Top of MATERIAL FOR THIS TASK

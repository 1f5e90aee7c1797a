//! Input sources and record parsing.

use crate::error::{Result, TsortError};
use crate::graph::DependencyGraph;
use std::fmt;
use std::fs::File;
use std::io::{self, BufRead, BufReader};
use std::path::PathBuf;
use tracing::{debug, warn};

/// Operand that selects standard input
pub const STDIN_OPERAND: &str = "-";

/// Where token pairs are read from
#[derive(Debug, Clone, PartialEq, Eq)]
pub enum InputSource {
    Stdin,
    File(PathBuf),
}

impl InputSource {
    /// Resolve the optional positional operand. Missing or `-` means stdin.
    pub fn from_operand(operand: Option<&str>) -> Self {
        match operand {
            None | Some(STDIN_OPERAND) => InputSource::Stdin,
            Some(path) => InputSource::File(PathBuf::from(path)),
        }
    }

    pub fn open(&self) -> Result<Box<dyn BufRead>> {
        match self {
            InputSource::Stdin => Ok(Box::new(io::stdin().lock())),
            InputSource::File(path) => {
                let file = File::open(path)?;
                Ok(Box::new(BufReader::new(file)))
            }
        }
    }
}

impl fmt::Display for InputSource {
    fn fmt(&self, f: &mut fmt::Formatter<'_>) -> fmt::Result {
        match self {
            InputSource::Stdin => f.write_str(STDIN_OPERAND),
            InputSource::File(path) => write!(f, "{}", path.display()),
        }
    }
}

/// Split a line into tokens on ASCII whitespace. Token bytes pass through as-is.
pub fn tokens(line: &[u8]) -> impl Iterator<Item = &[u8]> {
    line.split(u8::is_ascii_whitespace)
        .filter(|token| !token.is_empty())
}

/// Split one line into a `(from, to)` pair.
///
/// Blank lines yield `Ok(None)`. Anything other than exactly two tokens is
/// an input format error.
pub fn parse_record(line: &[u8], line_number: usize) -> Result<Option<(&[u8], &[u8])>> {
    let mut fields = tokens(line);
    match (fields.next(), fields.next(), fields.next()) {
        (None, _, _) => Ok(None),
        (Some(from), Some(to), None) => Ok(Some((from, to))),
        _ => {
            warn!(
                line = line_number,
                tokens = tokens(line).count(),
                "record must hold exactly two tokens"
            );
            Err(TsortError::InputFormat { line: line_number })
        }
    }
}

/// Build a graph from every record in `reader`.
///
/// Lines are read as raw bytes, so tokens need not be UTF-8. The first
/// malformed record aborts reading; nothing from it reaches the graph.
pub fn read_graph<R: BufRead>(reader: R) -> Result<DependencyGraph> {
    let mut graph = DependencyGraph::new();

    for (index, line) in reader.split(b'\n').enumerate() {
        let line = line?;
        if let Some((from, to)) = parse_record(&line, index + 1)? {
            graph.add_edge(from, to);
        }
    }

    debug!(
        nodes = graph.node_count(),
        edges = graph.edge_count(),
        "input read"
    );
    Ok(graph)
}
use crate::graph::Token;
use thiserror::Error;

/// All possible errors while sorting
#[derive(Error, Debug)]
pub enum TsortError {
    #[error("input contains an odd number of tokens")]
    InputFormat { line: usize },

    #[error("input contains a loop")]
    Cycle { cycle: Vec<Token> },

    #[error("{0}")]
    Io(#[from] std::io::Error),

    #[error("extra operand '{0}'")]
    ExtraOperand(String),
}

/// Result type alias
pub type Result<T> = std::result::Result<T, TsortError>;
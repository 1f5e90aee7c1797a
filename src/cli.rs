use crate::error::{Result, TsortError};
use crate::input::InputSource;
use clap::Parser;

#[derive(Parser, Debug)]
#[command(name = "tsort")]
#[command(about = "Topologically sort the token pairs in FILE")]
#[command(
    long_about = "Topologically sort the token pairs in FILE. Each line holds two tokens \
separated by whitespace (tab or space); the first must be ordered before the second. \
With no FILE, or when FILE is -, read standard input."
)]
#[command(version)]
pub struct Cli {
    /// Input file (defaults to standard input)
    #[arg(value_name = "FILE")]
    pub operands: Vec<String>,
}

/// Resolved settings for one run
#[derive(Debug, Clone, PartialEq, Eq)]
pub struct SortOptions {
    pub input: InputSource,
}

impl Cli {
    /// Resolve operands into run settings. At most one input is accepted.
    pub fn options(&self) -> Result<SortOptions> {
        if let Some(extra) = self.operands.get(1) {
            return Err(TsortError::ExtraOperand(extra.clone()));
        }

        Ok(SortOptions {
            input: InputSource::from_operand(self.operands.first().map(String::as_str)),
        })
    }
}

Bottom of MATERIAL FOR THIS TASK

**PROBLEM DESCRIPTION:** Count the lines above in which the string "operands" occurs. Give that number and nothing else.

**ANSWER AREA:** 4